A few months ago, I waited in line for an iPhone 5s on the first day that they came out. I generally avoid any sort of event that requires waiting in line, but I was going on vacation the next day and thought the upgraded camera and a fresh battery would be nice.
I will admit that it was kind of fun being there with all the other Apple nerds on a cool, yet sunny morning. We passed the time talking while we waited outside the Verizon Store, as they methodically doled out their allotment of iGoodies. The line wasn’t very long, because most of the people who approached from their cars were told immediately that they wouldn’t be able to get the snazzy new gold iPhone. Once they found out it wouldn’t be available in the store for weeks, they turned around and went home. When I hit the top of the queue after about forty-five minutes, I simply asked, “What color do you have left?” I got space gray, which was what I wanted anyway.
While going through the paperwork and the activation process, I was told that I wouldn’t be allowed to grandfather in my old single plan, so I opted for a shared plan with six GB’s (Great Britain’s, for you novices) per month. This pulled the other devices on our account into the fold and since I use less than half a GB, it worked out OK. It would actually save around ten dollars a month doing it this way and guaranteed enough data to go around.
Once I got home and explained the whole shared data thing to my wife, she started craving an iPhone over her old Samsung flip phone. She actually wanted the gold one, so kudos to you, Apple. Nicely played.
“It’s pretty!” she said and I actually agreed. For a chunk of technology, it was pretty. Since she couldn’t have cared less how long it took to get one, we simply ordered it online. It was delivered to our doorstep in less than a week.
Mrs. G. likes the phone a lot. She plays solitaire on it and can now text people, something she never did before, and the phone quality is much better than that of her old phone, or even our home phone. My daughter showed her the Emoji keyboard, so now every text Mrs. G. sends has a smiley face or a puppy or fireworks. She tries to be seasonally appropriate, so we just went through a Christmas phase of Santa heads and Christmas trees. She has also used FaceTime, not by mistake, which is kind of cool, and she is finding purpose in a few apps. This speaks highly as to how easy these things are to use.
Not so fast, buddy. Is everything this easy?
Since I’m the tech support in our household, it always falls to me to explain this stuff and to fix it when it either goes wrong or drifts into unknown territory.

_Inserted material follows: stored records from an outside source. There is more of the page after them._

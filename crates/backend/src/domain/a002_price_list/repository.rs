use anyhow::Result;
use chrono::Utc;
use contracts::domain::a002_price_list::aggregate::{PriceList, PriceListId};
use contracts::domain::common::{AggregateId, BaseAggregate, EntityMetadata};
use contracts::enums::price_list_status::PriceListStatus;
use serde::{Deserialize, Serialize};

use sea_orm::entity::prelude::*;
use sea_orm::{
    ColumnTrait, Condition, ConnectionTrait, EntityTrait, PaginatorTrait, QueryFilter, QueryOrder,
    QuerySelect, Set,
};

use super::group_link;

#[derive(Clone, Debug, PartialEq, DeriveEntityModel, Serialize, Deserialize)]
#[sea_orm(table_name = "a002_price_list")]
pub struct Model {
    #[sea_orm(primary_key, auto_increment = false)]
    pub id: String,
    pub name: String,
    pub description: Option<String>,
    pub status: String,
    pub starts_at: Option<chrono::DateTime<chrono::Utc>>,
    pub ends_at: Option<chrono::DateTime<chrono::Utc>>,
    pub deleted_at: Option<chrono::DateTime<chrono::Utc>>,
    /// Произвольные пользовательские поля, сериализованный JSON
    pub custom_fields: Option<String>,
    pub is_deleted: bool,
    pub created_at: Option<chrono::DateTime<chrono::Utc>>,
    pub updated_at: Option<chrono::DateTime<chrono::Utc>>,
    pub version: i32,
}

#[derive(Copy, Clone, Debug, EnumIter, DeriveRelation)]
pub enum Relation {}

impl ActiveModelBehavior for ActiveModel {}

impl From<Model> for PriceList {
    fn from(m: Model) -> Self {
        let metadata = EntityMetadata {
            created_at: m.created_at.unwrap_or_else(Utc::now),
            updated_at: m.updated_at.unwrap_or_else(Utc::now),
            is_deleted: m.is_deleted,
            version: m.version,
        };
        let id = PriceListId::from_string(&m.id).unwrap_or_else(|_| PriceListId::new_v4());

        let custom_fields = m
            .custom_fields
            .as_deref()
            .and_then(|raw| serde_json::from_str(raw).ok());

        PriceList {
            base: BaseAggregate::with_metadata(id, m.name, m.description, metadata),
            status: PriceListStatus::from_code(&m.status).unwrap_or_default(),
            starts_at: m.starts_at,
            ends_at: m.ends_at,
            deleted_at: m.deleted_at,
            custom_fields,
            prices: Vec::new(),
            customer_groups: Vec::new(),
        }
    }
}

fn custom_fields_column(aggregate: &PriceList) -> Result<Option<String>> {
    match &aggregate.custom_fields {
        Some(value) => Ok(Some(serde_json::to_string(value)?)),
        None => Ok(None),
    }
}

/// Найти живой (не удалённый мягко) прайс-лист по идентификатору
pub async fn get_by_id<C: ConnectionTrait>(
    db: &C,
    id: &PriceListId,
) -> Result<Option<PriceList>> {
    let result = Entity::find_by_id(id.as_string())
        .filter(Column::IsDeleted.eq(false))
        .one(db)
        .await?;
    Ok(result.map(Into::into))
}

pub async fn insert_txn<C: ConnectionTrait>(db: &C, aggregate: &PriceList) -> Result<()> {
    let active = ActiveModel {
        id: Set(aggregate.base.id.as_string()),
        name: Set(aggregate.base.name.clone()),
        description: Set(aggregate.base.description.clone()),
        status: Set(aggregate.status.code().to_string()),
        starts_at: Set(aggregate.starts_at),
        ends_at: Set(aggregate.ends_at),
        deleted_at: Set(aggregate.deleted_at),
        custom_fields: Set(custom_fields_column(aggregate)?),
        is_deleted: Set(aggregate.base.metadata.is_deleted),
        created_at: Set(Some(aggregate.base.metadata.created_at)),
        updated_at: Set(Some(aggregate.base.metadata.updated_at)),
        version: Set(aggregate.base.metadata.version),
    };
    active.insert(db).await?;
    Ok(())
}

pub async fn update_txn<C: ConnectionTrait>(db: &C, aggregate: &PriceList) -> Result<()> {
    let active = ActiveModel {
        id: Set(aggregate.base.id.as_string()),
        name: Set(aggregate.base.name.clone()),
        description: Set(aggregate.base.description.clone()),
        status: Set(aggregate.status.code().to_string()),
        starts_at: Set(aggregate.starts_at),
        ends_at: Set(aggregate.ends_at),
        deleted_at: Set(aggregate.deleted_at),
        custom_fields: Set(custom_fields_column(aggregate)?),
        is_deleted: Set(aggregate.base.metadata.is_deleted),
        updated_at: Set(Some(aggregate.base.metadata.updated_at)),
        version: Set(aggregate.base.metadata.version),
        created_at: sea_orm::ActiveValue::NotSet,
    };
    active.update(db).await?;
    Ok(())
}

/// Мягкое удаление. Идемпотентно: отсутствующий или уже удалённый список —
/// не ошибка, возвращается `false`.
pub async fn soft_delete_txn<C: ConnectionTrait>(db: &C, id: &PriceListId) -> Result<bool> {
    use sea_orm::sea_query::Expr;
    let now = Utc::now();
    let result = Entity::update_many()
        .col_expr(Column::IsDeleted, Expr::value(true))
        .col_expr(Column::DeletedAt, Expr::value(now))
        .col_expr(Column::UpdatedAt, Expr::value(now))
        .filter(Column::Id.eq(id.as_string()))
        .filter(Column::IsDeleted.eq(false))
        .exec(db)
        .await?;
    Ok(result.rows_affected > 0)
}

/// Фильтр списка прайс-листов
#[derive(Debug, Clone, Default)]
pub struct PriceListFilter {
    /// Подстрока в названии или описании
    pub q: Option<String>,
    pub status: Option<PriceListStatus>,
    /// Только списки, привязанные к данной группе покупателей
    pub customer_group_id: Option<String>,
}

/// Параметры страницы
#[derive(Debug, Clone, Copy)]
pub struct Pagination {
    pub skip: u64,
    pub take: u64,
}

impl Default for Pagination {
    fn default() -> Self {
        Self { skip: 0, take: 20 }
    }
}

/// Список прайс-листов с фильтрами, пагинацией и общим количеством
pub async fn list_with_filters<C: ConnectionTrait>(
    db: &C,
    filter: &PriceListFilter,
    page: &Pagination,
) -> Result<(Vec<PriceList>, u64)> {
    let mut query = Entity::find().filter(Column::IsDeleted.eq(false));

    if let Some(status) = filter.status {
        query = query.filter(Column::Status.eq(status.code()));
    }

    if let Some(q) = filter.q.as_deref() {
        if !q.is_empty() {
            query = query.filter(
                Condition::any()
                    .add(Column::Name.contains(q))
                    .add(Column::Description.contains(q)),
            );
        }
    }

    if let Some(group_id) = filter.customer_group_id.as_deref() {
        let list_ids = group_link::list_ids_for_group(db, group_id).await?;
        query = query.filter(Column::Id.is_in(list_ids));
    }

    let total = query.clone().count(db).await?;

    let items = query
        .order_by_asc(Column::Name)
        .offset(page.skip)
        .limit(page.take)
        .all(db)
        .await?
        .into_iter()
        .map(Into::into)
        .collect();

    Ok((items, total))
}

This applies to everything in the house with a battery or a plug, but sometimes I simply can’t make it work. For example, a few years ago, my wife gave me a Blu-Ray player for my birthday. This would have been a very cool thing to be able to watch movies that were fractionally sharper than a regular DVD, but there was a small problem: It wouldn’t work on our antiquated four-year old system because the receiver didn’t have an HDMI port. So I had to take it back.
When they asked what was wrong with it, I told them nothing as far as I knew, because I didn’t have an HDMI port to hook it up properly. The clerk gasped and looked at me as if I had spoken these words through wooden dentures that still had bugs stuck in them from driving my ox drawn carriage to his store all the way from 1843. “You … don’t … have … an … HDMI … port?” he said to me, as if we still heated our house with whale oil and put leeches on our wounds. “My God, help yourself to some free stickers on your way out to give to your thirty-seven ragged children. Have a happy Appalachian Christmas!”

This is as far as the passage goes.